▶ [About this task]: The full set of lines below has to be written out again exactly.

▶ [Data]:
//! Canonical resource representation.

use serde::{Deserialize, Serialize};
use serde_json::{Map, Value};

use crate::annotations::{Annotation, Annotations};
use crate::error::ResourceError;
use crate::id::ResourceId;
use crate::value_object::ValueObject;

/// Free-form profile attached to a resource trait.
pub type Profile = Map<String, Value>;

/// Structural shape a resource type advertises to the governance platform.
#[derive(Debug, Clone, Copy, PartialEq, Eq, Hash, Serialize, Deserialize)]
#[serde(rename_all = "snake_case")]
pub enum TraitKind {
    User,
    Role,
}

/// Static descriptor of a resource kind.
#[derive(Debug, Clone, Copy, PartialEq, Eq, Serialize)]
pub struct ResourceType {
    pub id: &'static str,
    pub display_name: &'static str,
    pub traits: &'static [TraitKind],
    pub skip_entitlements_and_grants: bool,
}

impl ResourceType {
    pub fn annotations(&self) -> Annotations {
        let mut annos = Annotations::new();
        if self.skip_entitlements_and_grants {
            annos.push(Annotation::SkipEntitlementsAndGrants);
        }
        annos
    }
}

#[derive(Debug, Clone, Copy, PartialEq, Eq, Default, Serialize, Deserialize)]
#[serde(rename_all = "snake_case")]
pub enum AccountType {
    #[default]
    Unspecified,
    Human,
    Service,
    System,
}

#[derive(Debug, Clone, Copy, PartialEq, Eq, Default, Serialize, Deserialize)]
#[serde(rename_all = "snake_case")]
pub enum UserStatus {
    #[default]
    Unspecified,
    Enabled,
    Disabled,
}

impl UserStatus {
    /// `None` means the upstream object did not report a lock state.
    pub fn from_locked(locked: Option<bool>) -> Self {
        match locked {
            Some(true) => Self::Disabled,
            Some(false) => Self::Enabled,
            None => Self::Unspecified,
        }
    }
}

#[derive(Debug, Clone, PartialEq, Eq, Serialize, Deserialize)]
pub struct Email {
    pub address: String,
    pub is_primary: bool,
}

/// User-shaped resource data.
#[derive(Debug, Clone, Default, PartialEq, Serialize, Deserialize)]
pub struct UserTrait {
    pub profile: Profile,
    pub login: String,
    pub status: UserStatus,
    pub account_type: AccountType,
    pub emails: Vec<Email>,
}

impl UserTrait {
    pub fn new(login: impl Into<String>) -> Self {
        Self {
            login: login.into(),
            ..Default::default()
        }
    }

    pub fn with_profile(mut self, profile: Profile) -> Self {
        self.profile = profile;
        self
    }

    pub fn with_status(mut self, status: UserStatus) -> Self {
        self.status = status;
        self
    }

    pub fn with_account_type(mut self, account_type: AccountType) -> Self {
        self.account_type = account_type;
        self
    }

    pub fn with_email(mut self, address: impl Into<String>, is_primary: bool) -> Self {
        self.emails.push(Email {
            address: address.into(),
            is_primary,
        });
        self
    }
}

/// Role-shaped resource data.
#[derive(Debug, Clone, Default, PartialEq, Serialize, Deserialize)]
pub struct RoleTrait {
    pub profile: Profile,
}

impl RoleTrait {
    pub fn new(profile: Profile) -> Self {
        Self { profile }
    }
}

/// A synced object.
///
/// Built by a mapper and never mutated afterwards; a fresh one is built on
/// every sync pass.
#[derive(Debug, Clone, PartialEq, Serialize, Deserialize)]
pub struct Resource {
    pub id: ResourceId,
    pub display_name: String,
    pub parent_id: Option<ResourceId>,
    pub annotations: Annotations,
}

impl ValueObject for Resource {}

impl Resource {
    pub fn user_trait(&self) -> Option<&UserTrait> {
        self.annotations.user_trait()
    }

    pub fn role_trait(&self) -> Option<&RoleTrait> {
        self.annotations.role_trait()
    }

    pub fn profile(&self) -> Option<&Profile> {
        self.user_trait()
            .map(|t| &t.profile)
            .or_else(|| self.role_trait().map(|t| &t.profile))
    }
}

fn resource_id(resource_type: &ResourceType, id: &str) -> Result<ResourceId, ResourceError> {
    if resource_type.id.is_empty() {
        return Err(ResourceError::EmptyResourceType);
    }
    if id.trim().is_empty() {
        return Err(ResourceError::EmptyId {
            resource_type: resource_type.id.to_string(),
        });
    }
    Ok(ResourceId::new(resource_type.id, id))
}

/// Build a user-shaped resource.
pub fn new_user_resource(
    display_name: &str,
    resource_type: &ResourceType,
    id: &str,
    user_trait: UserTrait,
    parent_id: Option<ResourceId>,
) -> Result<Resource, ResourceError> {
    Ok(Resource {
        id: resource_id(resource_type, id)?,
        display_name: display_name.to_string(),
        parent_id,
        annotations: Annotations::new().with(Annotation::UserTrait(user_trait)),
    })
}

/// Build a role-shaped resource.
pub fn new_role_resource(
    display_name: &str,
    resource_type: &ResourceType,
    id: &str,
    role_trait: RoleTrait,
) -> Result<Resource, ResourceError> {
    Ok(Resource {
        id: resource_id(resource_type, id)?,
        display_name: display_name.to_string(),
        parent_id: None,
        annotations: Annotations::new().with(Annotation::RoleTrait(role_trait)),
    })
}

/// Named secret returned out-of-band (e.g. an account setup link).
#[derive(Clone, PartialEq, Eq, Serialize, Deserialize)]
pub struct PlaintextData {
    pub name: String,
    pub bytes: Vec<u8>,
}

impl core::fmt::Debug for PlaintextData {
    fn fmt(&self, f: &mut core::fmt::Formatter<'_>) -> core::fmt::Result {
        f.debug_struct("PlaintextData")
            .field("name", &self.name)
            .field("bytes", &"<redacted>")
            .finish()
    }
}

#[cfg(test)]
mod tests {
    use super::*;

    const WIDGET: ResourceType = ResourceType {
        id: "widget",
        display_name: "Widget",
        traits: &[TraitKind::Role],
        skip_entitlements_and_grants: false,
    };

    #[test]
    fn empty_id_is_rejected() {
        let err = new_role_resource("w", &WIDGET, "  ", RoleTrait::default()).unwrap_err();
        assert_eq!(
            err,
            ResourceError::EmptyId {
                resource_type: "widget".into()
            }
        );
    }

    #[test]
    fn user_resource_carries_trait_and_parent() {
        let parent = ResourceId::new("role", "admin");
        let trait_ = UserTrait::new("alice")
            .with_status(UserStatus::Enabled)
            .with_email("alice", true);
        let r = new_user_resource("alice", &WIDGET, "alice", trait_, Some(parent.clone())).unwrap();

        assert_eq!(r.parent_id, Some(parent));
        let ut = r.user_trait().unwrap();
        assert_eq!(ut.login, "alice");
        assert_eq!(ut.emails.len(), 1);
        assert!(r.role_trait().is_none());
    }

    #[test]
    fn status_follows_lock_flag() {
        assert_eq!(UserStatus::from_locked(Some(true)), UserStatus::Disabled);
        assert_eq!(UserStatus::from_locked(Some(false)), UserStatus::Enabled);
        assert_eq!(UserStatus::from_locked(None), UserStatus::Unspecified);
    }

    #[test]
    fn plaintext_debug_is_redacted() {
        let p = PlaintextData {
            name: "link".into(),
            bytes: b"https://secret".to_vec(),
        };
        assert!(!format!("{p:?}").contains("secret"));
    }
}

▶ [Solution]:
//! Canonical resource representation.

use serde::{Deserialize, Serialize};
use serde_json::{Map, Value};

use crate::annotations::{Annotation, Annotations};
use crate::error::ResourceError;
use crate::id::ResourceId;
use crate::value_object::ValueObject;

/// Free-form profile attached to a resource trait.
pub type Profile = Map<String, Value>;

/// Structural shape a resource type advertises to the governance platform.
#[derive(Debug, Clone, Copy, PartialEq, Eq, Hash, Serialize, Deserialize)]
#[serde(rename_all = "snake_case")]
pub enum TraitKind {
    User,
    Role,
}

/// Static descriptor of a resource kind.
#[derive(Debug, Clone, Copy, PartialEq, Eq, Serialize)]
pub struct ResourceType {
    pub id: &'static str,
    pub display_name: &'static str,
    pub traits: &'static [TraitKind],
    pub skip_entitlements_and_grants: bool,
}

impl ResourceType {
    pub fn annotations(&self) -> Annotations {
        let mut annos = Annotations::new();
        if self.skip_entitlements_and_grants {
            annos.push(Annotation::SkipEntitlementsAndGrants);
        }
        annos
    }
}

#[derive(Debug, Clone, Copy, PartialEq, Eq, Default, Serialize, Deserialize)]
#[serde(rename_all = "snake_case")]
pub enum AccountType {
    #[default]
    Unspecified,
    Human,
    Service,
    System,
}

#[derive(Debug, Clone, Copy, PartialEq, Eq, Default, Serialize, Deserialize)]
#[serde(rename_all = "snake_case")]
pub enum UserStatus {
    #[default]
    Unspecified,
    Enabled,
    Disabled,
}

impl UserStatus {
    /// `None` means the upstream object did not report a lock state.
    pub fn from_locked(locked: Option<bool>) -> Self {
        match locked {
            Some(true) => Self::Disabled,
            Some(false) => Self::Enabled,
            None => Self::Unspecified,
        }
    }
}

#[derive(Debug, Clone, PartialEq, Eq, Serialize, Deserialize)]
pub struct Email {
    pub address: String,
    pub is_primary: bool,
}

/// User-shaped resource data.
#[derive(Debug, Clone, Default, PartialEq, Serialize, Deserialize)]
pub struct UserTrait {
    pub profile: Profile,
    pub login: String,
    pub status: UserStatus,
    pub account_type: AccountType,
    pub emails: Vec<Email>,
}

impl UserTrait {
    pub fn new(login: impl Into<String>) -> Self {
        Self {
            login: login.into(),
            ..Default::default()
        }
    }

    pub fn with_profile(mut self, profile: Profile) -> Self {
        self.profile = profile;
        self
    }

    pub fn with_status(mut self, status: UserStatus) -> Self {
        self.status = status;
        self
    }

    pub fn with_account_type(mut self, account_type: AccountType) -> Self {
        self.account_type = account_type;
        self
    }

    pub fn with_email(mut self, address: impl Into<String>, is_primary: bool) -> Self {
        self.emails.push(Email {
            address: address.into(),
            is_primary,
        });
        self
    }
}

/// Role-shaped resource data.
#[derive(Debug, Clone, Default, PartialEq, Serialize, Deserialize)]
pub struct RoleTrait {
    pub profile: Profile,
}

impl RoleTrait {
    pub fn new(profile: Profile) -> Self {
        Self { profile }
    }
}

/// A synced object.
///
/// Built by a mapper and never mutated afterwards; a fresh one is built on
/// every sync pass.
#[derive(Debug, Clone, PartialEq, Serialize, Deserialize)]
pub struct Resource {
    pub id: ResourceId,
    pub display_name: String,
    pub parent_id: Option<ResourceId>,
    pub annotations: Annotations,
}

impl ValueObject for Resource {}

impl Resource {
    pub fn user_trait(&self) -> Option<&UserTrait> {
        self.annotations.user_trait()
    }

    pub fn role_trait(&self) -> Option<&RoleTrait> {
        self.annotations.role_trait()
    }

    pub fn profile(&self) -> Option<&Profile> {
        self.user_trait()
            .map(|t| &t.profile)
            .or_else(|| self.role_trait().map(|t| &t.profile))
    }
}

fn resource_id(resource_type: &ResourceType, id: &str) -> Result<ResourceId, ResourceError> {
    if resource_type.id.is_empty() {
        return Err(ResourceError::EmptyResourceType);
    }
    if id.trim().is_empty() {
        return Err(ResourceError::EmptyId {
            resource_type: resource_type.id.to_string(),
        });
    }
    Ok(ResourceId::new(resource_type.id, id))
}

/// Build a user-shaped resource.
pub fn new_user_resource(
    display_name: &str,
    resource_type: &ResourceType,
    id: &str,
    user_trait: UserTrait,
    parent_id: Option<ResourceId>,
) -> Result<Resource, ResourceError> {
    Ok(Resource {
        id: resource_id(resource_type, id)?,
        display_name: display_name.to_string(),
        parent_id,
        annotations: Annotations::new().with(Annotation::UserTrait(user_trait)),
    })
}

/// Build a role-shaped resource.
pub fn new_role_resource(
    display_name: &str,
    resource_type: &ResourceType,
    id: &str,
    role_trait: RoleTrait,
) -> Result<Resource, ResourceError> {
    Ok(Resource {
        id: resource_id(resource_type, id)?,
        display_name: display_name.to_string(),
        parent_id: None,
        annotations: Annotations::new().with(Annotation::RoleTrait(role_trait)),
    })
}

/// Named secret returned out-of-band (e.g. an account setup link).
#[derive(Clone, PartialEq, Eq, Serialize, Deserialize)]
pub struct PlaintextData {
    pub name: String,
    pub bytes: Vec<u8>,
}

impl core::fmt::Debug for PlaintextData {
    fn fmt(&self, f: &mut core::fmt::Formatter<'_>) -> core::fmt::Result {
        f.debug_struct("PlaintextData")
            .field("name", &self.name)
            .field("bytes", &"<redacted>")
            .finish()
    }
}

#[cfg(test)]
mod tests {
    use super::*;

    const WIDGET: ResourceType = ResourceType {
        id: "widget",
        display_name: "Widget",
        traits: &[TraitKind::Role],
        skip_entitlements_and_grants: false,
    };

    #[test]
    fn empty_id_is_rejected() {
        let err = new_role_resource("w", &WIDGET, "  ", RoleTrait::default()).unwrap_err();
        assert_eq!(
            err,
            ResourceError::EmptyId {
                resource_type: "widget".into()
            }
        );
    }

    #[test]
    fn user_resource_carries_trait_and_parent() {
        let parent = ResourceId::new("role", "admin");
        let trait_ = UserTrait::new("alice")
            .with_status(UserStatus::Enabled)
            .with_email("alice", true);
        let r = new_user_resource("alice", &WIDGET, "alice", trait_, Some(parent.clone())).unwrap();

        assert_eq!(r.parent_id, Some(parent));
        let ut = r.user_trait().unwrap();
        assert_eq!(ut.login, "alice");
        assert_eq!(ut.emails.len(), 1);
        assert!(r.role_trait().is_none());
    }

    #[test]
    fn status_follows_lock_flag() {
        assert_eq!(UserStatus::from_locked(Some(true)), UserStatus::Disabled);
        assert_eq!(UserStatus::from_locked(Some(false)), UserStatus::Enabled);
        assert_eq!(UserStatus::from_locked(None), UserStatus::Unspecified);
    }

    #[test]
    fn plaintext_debug_is_redacted() {
        let p = PlaintextData {
            name: "link".into(),
            bytes: b"https://secret".to_vec(),
        };
        assert!(!format!("{p:?}").contains("secret"));
    }
}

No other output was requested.